- Ph.D., Chemical Engineering, University of Massachusetts, Amherst, 2016
- B.S., Chemical Engineering and English, Dalian University of Technology, China, 2010
- ASQ Certified Reliability Engineer
- Udacity Certified ML Engineer
- Ovshinsky Student Travel Award, American Physical Society March Meeting, 2015
Dr. Han assists clients in electronic systems failure analysis, especially the ones experienced thermal incidents. She has led projects on electronic system design review, safety evaluation, and failure analysis and recreation for a broad range of products including battery management systems, medical devices, power systems, and consumer electronics.
Dr. Han additionally has extensive experience in computer vision. She employs color space, image analysis of 2D and 3D data, deep learning, and principal component analysis (PCA) to understand the visual world. Dr. Han has led projects involving all the way from the design of imaging systems, image acquisition, software-hardware integration, to image processing and interpretation.
Dr. Han completed her Ph.D. at the University of Massachusetts Amherst. Her research focused on numerical modeling and simulation of electron and hole transport in innovative semiconducting materials, including organic nanoparticle assemblies and hybrid perovskites, for photovoltaic devices. This involved coupled electrical and optical modeling to maximize the charge generation rate upon light exposure and photovoltaic device power conversion efficiency. She also has extensive experience in numerical modeling of species transport in ternary semiconductor quantum dots (QDs). This work provided design protocols for synthesizing thermodynamically stable ternary QDs through thermal annealing after their initial colloidal synthesis. Her Ph.D. work led to 6 publications and more than 10 conference presentations in total.

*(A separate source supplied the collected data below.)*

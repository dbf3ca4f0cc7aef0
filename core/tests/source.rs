//! Chain source tests.
//!
//! Tests cover: per-model validation, snapshot loading, history ordering
//! and limits, in-range retrieval, and registry lookup.

mod common;

use common::{amt, at, payment, source, utxo};
use mixtrace_core::{
    error::TraceError,
    ledger::{Transaction, Transfer},
    source::{ChainDataSource, LedgerSnapshot, MemorySource, SourceRegistry},
    types::{ChainType, LedgerModel},
};

const SNAPSHOT: &str = r#"{
  "wallets": [
    { "address": "bc1qa", "chain": "bitcoin", "balance": "1.5" }
  ],
  "transactions": [
    { "chain": "bitcoin", "id": "b1", "amount": "0.7", "timestamp": "2024-03-01T10:00:00Z",
      "transfers": [
        { "sender": "bc1qa", "receiver": "bc1qb", "amount": "0.5" },
        { "sender": "bc1qa", "receiver": "bc1qc", "amount": "0.2" }
      ] },
    { "chain": "bitcoin", "id": "b1", "amount": "9", "timestamp": "2024-03-01T11:00:00Z",
      "transfers": [ { "sender": "bc1qa", "receiver": "bc1qz", "amount": "9" } ] },
    { "chain": "ethereum", "id": "e1", "amount": "2", "timestamp": "2024-03-01T12:00:00Z",
      "transfers": [ { "sender": "0xa", "receiver": "0xb", "amount": "2" } ] }
  ]
}"#;

#[test]
fn account_transaction_needs_exactly_one_matching_leg() {
    let two_legs = Transaction::new("t1", amt("2"), at(0))
        .with_transfer(Transfer::new("A", "B", amt("1")))
        .with_transfer(Transfer::new("A", "C", amt("1")));
    assert!(matches!(
        two_legs.validate(LedgerModel::Account),
        Err(TraceError::InconsistentTransaction { .. })
    ));

    let mismatched = Transaction::new("t2", amt("2"), at(0)).with_transfer(Transfer::new("A", "B", amt("1")));
    assert!(matches!(
        mismatched.validate(LedgerModel::Account),
        Err(TraceError::InconsistentTransaction { .. })
    ));

    assert!(payment("t3", "A", "B", "1", 0).validate(LedgerModel::Account).is_ok());
}

#[test]
fn utxo_legs_must_sum_to_the_declared_amount() {
    let tx = utxo("t1", &[("A", "B", "0.5"), ("A", "C", "0.25")], 0);
    assert!(tx.validate(LedgerModel::Utxo).is_ok(), "Legs summing to the amount are valid");

    let short = Transaction::new("t2", amt("1"), at(0)).with_transfer(Transfer::new("A", "B", amt("0.5")));
    assert!(matches!(
        short.validate(LedgerModel::Utxo),
        Err(TraceError::InconsistentTransaction { .. })
    ));

    let empty = Transaction::new("t3", amt("0"), at(0));
    assert!(empty.validate(LedgerModel::Utxo).is_err(), "A UTXO transaction needs at least one leg");
}

#[test]
fn negative_amounts_are_rejected() {
    let tx = payment("t1", "A", "B", "-1", 0);
    assert!(matches!(
        tx.validate(LedgerModel::Account),
        Err(TraceError::InvalidAmount { .. })
    ));
}

#[test]
fn memory_source_rejects_inconsistent_transactions() {
    let mut src = MemorySource::new(ChainType::Ethereum);
    let bad = utxo("t1", &[("A", "B", "1"), ("A", "C", "1")], 0);
    assert!(src.add_transactions(vec![bad]).is_err());
    assert_eq!(src.transaction_count(), 0, "Nothing is added from a rejected batch");
}

#[test]
fn snapshot_is_split_by_chain_and_deduplicated() {
    let snapshot: LedgerSnapshot = serde_json::from_str(SNAPSHOT).expect("snapshot parses");

    let btc = MemorySource::from_snapshot(&snapshot, ChainType::Bitcoin).expect("bitcoin slice");
    assert_eq!(btc.transaction_count(), 1, "Duplicate id b1 keeps the first occurrence");
    let wallet = btc.find_address("bc1qa").expect("lookup").expect("recorded wallet");
    assert_eq!(wallet.balance, amt("1.5"));

    let eth = MemorySource::from_snapshot(&snapshot, ChainType::Ethereum).expect("ethereum slice");
    assert_eq!(eth.transaction_count(), 1);
    assert!(eth.find_address("bc1qa").expect("lookup").is_none());
}

#[test]
fn counterparty_without_record_resolves_to_zero_balance_wallet() {
    let src = source(ChainType::Ethereum, vec![payment("t1", "A", "B", "1", 0)]);

    let wallet = src.find_address("B").expect("lookup").expect("seen on chain");
    assert!(wallet.balance.is_zero());
    assert!(src.find_address("nobody").expect("lookup").is_none());
}

#[test]
fn limited_history_is_the_most_recent_in_ascending_order() {
    let src = source(
        ChainType::Ethereum,
        vec![
            payment("t3", "A", "B", "1", 30),
            payment("t1", "A", "B", "1", 10),
            payment("t2", "B", "A", "1", 20),
        ],
    );

    let ids = |txs: Vec<Transaction>| txs.into_iter().map(|t| t.id).collect::<Vec<_>>();
    assert_eq!(ids(src.get_transactions("A", None).expect("history")), vec!["t1", "t2", "t3"]);
    assert_eq!(ids(src.get_transactions("A", Some(2)).expect("history")), vec!["t2", "t3"]);
}

#[test]
fn in_range_retrieval_is_inclusive_and_limited() {
    let src = source(
        ChainType::Ethereum,
        (0..5).map(|i| payment(&format!("t{i}"), "A", "B", "1", i * 100)).collect(),
    );

    let txs = src
        .get_transactions_in_range("A", at(100), at(300), 10)
        .expect("range query");
    assert_eq!(txs.len(), 3, "Both bounds are inclusive");

    let txs = src
        .get_transactions_in_range("A", at(100), at(300), 2)
        .expect("range query");
    let ids: Vec<&str> = txs.iter().map(|t| t.id.as_str()).collect();
    assert_eq!(ids, vec!["t1", "t2"], "The earliest in-range transactions come first");
}

#[test]
fn registry_routes_by_chain() {
    let registry = SourceRegistry::new().with(Box::new(MemorySource::new(ChainType::Bitcoin)));

    assert_eq!(registry.chains(), vec![ChainType::Bitcoin]);
    assert_eq!(registry.get(ChainType::Bitcoin).expect("registered").chain(), ChainType::Bitcoin);
    assert!(matches!(
        registry.get(ChainType::Ethereum),
        Err(TraceError::UnsupportedChain { .. })
    ));
}

#[test]
fn chain_names_parse_case_insensitively() {
    assert_eq!("Bitcoin".parse::<ChainType>().expect("bitcoin"), ChainType::Bitcoin);
    assert_eq!("ETHEREUM".parse::<ChainType>().expect("ethereum"), ChainType::Ethereum);
    assert!(matches!(
        "dogecoin".parse::<ChainType>(),
        Err(TraceError::UnsupportedChain { .. })
    ));
}
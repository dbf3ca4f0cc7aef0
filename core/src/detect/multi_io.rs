//! Multi-IO detector: fan-in and fan-out around one wallet.
//!
//! RULES:
//!   - Windows are built as in the fixed-amount detector.
//!   - Senders and receivers are counted over the window's transfers,
//!     distinct by address, with the wallet itself left out of both sets.
//!   - With `max_output_cv` set, the amounts paid to the counted receivers
//!     must also be homogeneous.

use super::{
    sorted_history,
    stats::{coefficient_of_variation, within_window},
    Detector, DetectorKind,
};
use crate::{config::MultiIoParams, ledger::Wallet};
use rust_decimal::prelude::ToPrimitive;
use std::collections::HashSet;

pub struct MultiIoDetector {
    params: MultiIoParams,
}

impl MultiIoDetector {
    pub fn new(params: MultiIoParams) -> Self {
        Self { params }
    }

    fn detect(&self, wallet: &Wallet) -> bool {
        let txs = sorted_history(wallet);
        let own = wallet.address.as_str();

        for (i, first) in txs.iter().enumerate() {
            let mut senders: HashSet<&str> = HashSet::new();
            let mut receivers: HashSet<&str> = HashSet::new();
            let mut outputs: Vec<f64> = Vec::new();

            let window = txs[i..]
                .iter()
                .take_while(|tx| within_window(first.timestamp, tx.timestamp, self.params.window_secs));
            for tx in window {
                for t in &tx.transfers {
                    if t.sender != own {
                        senders.insert(&t.sender);
                    }
                    if t.receiver != own {
                        receivers.insert(&t.receiver);
                        outputs.push(t.amount.to_f64().unwrap_or(0.0));
                    }
                }
            }

            if senders.len() < self.params.min_senders || receivers.len() < self.params.min_receivers {
                continue;
            }
            let homogeneous = match self.params.max_output_cv {
                // Zero-mean outputs have no usable spread.
                Some(bound) => coefficient_of_variation(&outputs).map_or(false, |cv| cv <= bound),
                None => true,
            };
            if homogeneous {
                log::debug!(
                    "{own}: {} senders, {} receivers from {}",
                    senders.len(),
                    receivers.len(),
                    first.id
                );
                return true;
            }
        }
        false
    }
}

impl Detector for MultiIoDetector {
    fn kind(&self) -> DetectorKind {
        DetectorKind::MultiIo
    }

    fn analyze(&self, wallets: &mut [Wallet]) {
        for wallet in wallets.iter_mut() {
            let detected = !wallet.transactions.is_empty() && self.detect(wallet);
            if wallet.analysis.record(self.kind().pattern(), detected) {
                log::info!("Multi-IO pattern on {}", wallet.address);
            }
        }
    }
}
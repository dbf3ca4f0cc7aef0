//! Shared primitive types used across the whole crate.

use crate::error::{TraceError, TraceResult};
use serde::{Deserialize, Serialize};
use std::fmt;
use std::str::FromStr;

/// A chain-native address. Addresses are compared verbatim.
pub type Address = String;

/// A chain-native transaction hash.
pub type TxId = String;

/// Hop count from the seed address of a trace.
pub type Depth = u32;

/// The ledgers this crate understands.
#[derive(Debug, Clone, Copy, PartialEq, Eq, Hash, PartialOrd, Ord, Serialize, Deserialize)]
#[serde(rename_all = "snake_case")]
pub enum ChainType {
    Bitcoin,
    Ethereum,
}

/// Accounting model of a chain. Decides how a transaction decomposes into
/// transfers and which detectors are meaningful.
#[derive(Debug, Clone, Copy, PartialEq, Eq, Serialize, Deserialize)]
#[serde(rename_all = "snake_case")]
pub enum LedgerModel {
    Utxo,
    Account,
}

impl ChainType {
    pub const ALL: [ChainType; 2] = [ChainType::Bitcoin, ChainType::Ethereum];

    pub fn model(self) -> LedgerModel {
        match self {
            ChainType::Bitcoin  => LedgerModel::Utxo,
            ChainType::Ethereum => LedgerModel::Account,
        }
    }

    pub fn as_str(self) -> &'static str {
        match self {
            ChainType::Bitcoin  => "bitcoin",
            ChainType::Ethereum => "ethereum",
        }
    }
}

impl fmt::Display for ChainType {
    fn fmt(&self, f: &mut fmt::Formatter<'_>) -> fmt::Result {
        f.write_str(self.as_str())
    }
}

impl FromStr for ChainType {
    type Err = TraceError;

    fn from_str(s: &str) -> TraceResult<Self> {
        match s.trim().to_ascii_lowercase().as_str() {
            "bitcoin"  => Ok(ChainType::Bitcoin),
            "ethereum" => Ok(ChainType::Ethereum),
            other => Err(TraceError::UnsupportedChain { chain: other.to_string() }),
        }
    }
}
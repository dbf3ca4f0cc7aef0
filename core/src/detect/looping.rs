//! Looping detectors: funds that return to their origin.
//!
//! RULES:
//!   - The graph is built from every transfer of the batch, deduplicated
//!     by transaction id. Self-transfers are not edges.
//!   - The search from each wallet is a bounded DFS. Every branch gets its
//!     own copy of the visited set and path, so one branch never blocks an
//!     alternative route through the same address.
//!   - `Unordered`: a return to the start after at least one hop is a loop.
//!   - `Causal`: each edge must be strictly later than the edge used to
//!     reach the current node, and a return only counts once the path holds
//!     `causal_min_path` addresses.

use super::{unique_transactions, Detector, DetectorKind};
use crate::{config::LoopingParams, ledger::Wallet};
use chrono::{DateTime, Utc};
use serde::{Deserialize, Serialize};
use std::collections::{BTreeMap, BTreeSet, HashSet};

#[derive(Debug, Clone, Copy, PartialEq, Eq, Serialize, Deserialize)]
#[serde(rename_all = "snake_case")]
pub enum LoopOrdering {
    Unordered,
    Causal,
}

/// sender → (receiver, time of transfer), sorted.
type TransferGraph<'a> = BTreeMap<&'a str, BTreeSet<(&'a str, DateTime<Utc>)>>;

pub struct LoopingDetector {
    params:   LoopingParams,
    ordering: LoopOrdering,
}

struct Search<'g, 'a> {
    graph:     &'g TransferGraph<'a>,
    start:     &'a str,
    ordering:  LoopOrdering,
    max_depth: usize,
    min_path:  usize,
}

impl<'g, 'a> Search<'g, 'a> {
    fn run(&self) -> Option<Vec<&'a str>> {
        self.step(self.start, HashSet::new(), Vec::new(), None, 0)
    }

    fn step(
        &self,
        current: &'a str,
        mut visited: HashSet<&'a str>,
        mut path: Vec<&'a str>,
        reached_at: Option<DateTime<Utc>>,
        depth: usize,
    ) -> Option<Vec<&'a str>> {
        if depth > self.max_depth {
            return None;
        }
        visited.insert(current);
        path.push(current);

        let edges = self.graph.get(current)?;
        for &(next, at) in edges {
            if self.ordering == LoopOrdering::Causal && reached_at.map_or(false, |prev| at <= prev) {
                continue;
            }
            if next == self.start {
                if path.len() >= self.min_path {
                    let mut cycle = path.clone();
                    cycle.push(next);
                    return Some(cycle);
                }
                continue;
            }
            if visited.contains(next) {
                continue;
            }
            if let Some(found) = self.step(next, visited.clone(), path.clone(), Some(at), depth + 1) {
                return Some(found);
            }
        }
        None
    }
}

impl LoopingDetector {
    pub fn new(params: LoopingParams, ordering: LoopOrdering) -> Self {
        Self { params, ordering }
    }

    pub fn ordering(&self) -> LoopOrdering {
        self.ordering
    }

    fn build_graph(wallets: &[Wallet]) -> TransferGraph<'_> {
        let mut graph = TransferGraph::new();
        for tx in unique_transactions(wallets) {
            for t in tx.transfers.iter().filter(|t| t.sender != t.receiver) {
                graph
                    .entry(t.sender.as_str())
                    .or_default()
                    .insert((t.receiver.as_str(), tx.timestamp));
            }
        }
        graph
    }

    /// Loop paths keyed by start address, for every wallet that has one.
    fn find_loops(&self, wallets: &[Wallet]) -> BTreeMap<String, Vec<String>> {
        let graph = Self::build_graph(wallets);
        let (max_depth, min_path) = match self.ordering {
            LoopOrdering::Unordered => (self.params.max_depth, 2),
            LoopOrdering::Causal    => (self.params.causal_max_depth, self.params.causal_min_path),
        };

        wallets
            .iter()
            .filter(|w| !w.transactions.is_empty())
            .filter_map(|w| {
                let search = Search {
                    graph: &graph,
                    start: w.address.as_str(),
                    ordering: self.ordering,
                    max_depth,
                    min_path,
                };
                search.run().map(|path| {
                    let path: Vec<String> = path.into_iter().map(str::to_string).collect();
                    (w.address.clone(), path)
                })
            })
            .collect()
    }
}

impl Detector for LoopingDetector {
    fn kind(&self) -> DetectorKind {
        match self.ordering {
            LoopOrdering::Unordered => DetectorKind::Looping,
            LoopOrdering::Causal    => DetectorKind::CausalLooping,
        }
    }

    fn analyze(&self, wallets: &mut [Wallet]) {
        let loops = self.find_loops(wallets);

        for wallet in wallets.iter_mut() {
            let Some(path) = loops.get(&wallet.address) else {
                wallet.analysis.record(self.kind().pattern(), false);
                continue;
            };
            log::info!("Loop from {}: {}", wallet.address, path.join(" -> "));
            if wallet.analysis.record(self.kind().pattern(), true) {
                log::info!("Looping pattern on {}", wallet.address);
            }
            if let Some(n) = self.params.retain_on_loop {
                wallet.retain_recent(n);
            }
        }
    }
}
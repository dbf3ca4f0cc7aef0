//! Detector pipeline: heuristic mixing/laundering detectors.
//!
//! RULES:
//!   - Every detector implements `Detector` and is stateless between calls.
//!   - A detector writes only its own flag, through
//!     `PatternAnalysis::record`, for every wallet it is given.
//!   - A wallet without transactions gets its flag set to false; detectors
//!     never fail on empty input.
//!   - Transactions shared by several wallets of a batch are counted once,
//!     keyed by transaction id.

use crate::{
    ledger::{PatternKind, Transaction, Wallet},
    types::ChainType,
};
use serde::{Deserialize, Serialize};
use std::collections::HashSet;

pub mod fixed_amount;
pub mod looping;
pub mod multi_io;
pub mod peel_chain;
pub mod relayer;
pub mod stats;

pub use fixed_amount::FixedAmountDetector;
pub use looping::{LoopOrdering, LoopingDetector};
pub use multi_io::MultiIoDetector;
pub use peel_chain::PeelChainDetector;
pub use relayer::RelayerDetector;

#[derive(Debug, Clone, Copy, PartialEq, Eq, Hash, Serialize, Deserialize)]
#[serde(rename_all = "snake_case")]
pub enum DetectorKind {
    FixedAmount,
    MultiIo,
    Looping,
    CausalLooping,
    Relayer,
    PeelChain,
}

impl DetectorKind {
    /// Registration order used by the default dispatcher.
    pub const ALL: [DetectorKind; 6] = [
        DetectorKind::FixedAmount,
        DetectorKind::MultiIo,
        DetectorKind::Relayer,
        DetectorKind::PeelChain,
        DetectorKind::Looping,
        DetectorKind::CausalLooping,
    ];

    pub fn name(self) -> &'static str {
        match self {
            DetectorKind::FixedAmount   => "fixed_amount",
            DetectorKind::MultiIo       => "multi_io",
            DetectorKind::Looping       => "looping",
            DetectorKind::CausalLooping => "causal_looping",
            DetectorKind::Relayer       => "relayer",
            DetectorKind::PeelChain     => "peel_chain",
        }
    }

    /// The wallet flag this detector owns.
    pub fn pattern(self) -> PatternKind {
        match self {
            DetectorKind::FixedAmount   => PatternKind::FixedAmount,
            DetectorKind::MultiIo       => PatternKind::MultiIo,
            DetectorKind::Looping
            | DetectorKind::CausalLooping => PatternKind::Looping,
            DetectorKind::Relayer       => PatternKind::Relayer,
            DetectorKind::PeelChain     => PatternKind::PeelChain,
        }
    }

    /// Compatibility table: which chains each detector is meaningful for.
    ///
    /// | detector       | bitcoin | ethereum |
    /// |----------------|---------|----------|
    /// | fixed_amount   | yes     | yes      |
    /// | multi_io       | yes     | yes      |
    /// | looping        | yes     | no       |
    /// | causal_looping | no      | yes      |
    /// | relayer        | no      | yes      |
    /// | peel_chain     | yes     | no       |
    pub fn applies_to(self, chain: ChainType) -> bool {
        matches!(
            (self, chain),
            (DetectorKind::FixedAmount, _)
                | (DetectorKind::MultiIo, _)
                | (DetectorKind::Looping, ChainType::Bitcoin)
                | (DetectorKind::PeelChain, ChainType::Bitcoin)
                | (DetectorKind::CausalLooping, ChainType::Ethereum)
                | (DetectorKind::Relayer, ChainType::Ethereum)
        )
    }
}

/// The contract every detector must fulfill.
pub trait Detector: Send {
    fn kind(&self) -> DetectorKind;

    fn name(&self) -> &'static str {
        self.kind().name()
    }

    /// Analyse the batch and record a verdict on every wallet in it.
    fn analyze(&self, wallets: &mut [Wallet]);
}

/// Distinct transactions of a batch, oldest first.
pub(crate) fn unique_transactions(wallets: &[Wallet]) -> Vec<&Transaction> {
    let mut seen: HashSet<&str> = HashSet::new();
    let mut txs: Vec<&Transaction> = wallets
        .iter()
        .flat_map(|w| w.transactions.iter())
        .filter(|tx| seen.insert(tx.id.as_str()))
        .collect();
    txs.sort_by(|a, b| a.timestamp.cmp(&b.timestamp).then_with(|| a.id.cmp(&b.id)));
    txs
}

/// A wallet's transactions sorted oldest first, without mutating it.
pub(crate) fn sorted_history(wallet: &Wallet) -> Vec<&Transaction> {
    let mut txs: Vec<&Transaction> = wallet.transactions.iter().collect();
    txs.sort_by(|a, b| a.timestamp.cmp(&b.timestamp).then_with(|| a.id.cmp(&b.id)));
    txs
}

Prior to joining Exponent, Dr. Han worked as a statistical process control engineer in Intel Corporation. She has a strong background in applying state-space model and exponentially weighted moving average (EWMA) model for the development of feedforward and feedback control for 3D NAND memory production. She has significant experience with data analysis, virtual metrology development, and process control strategy development.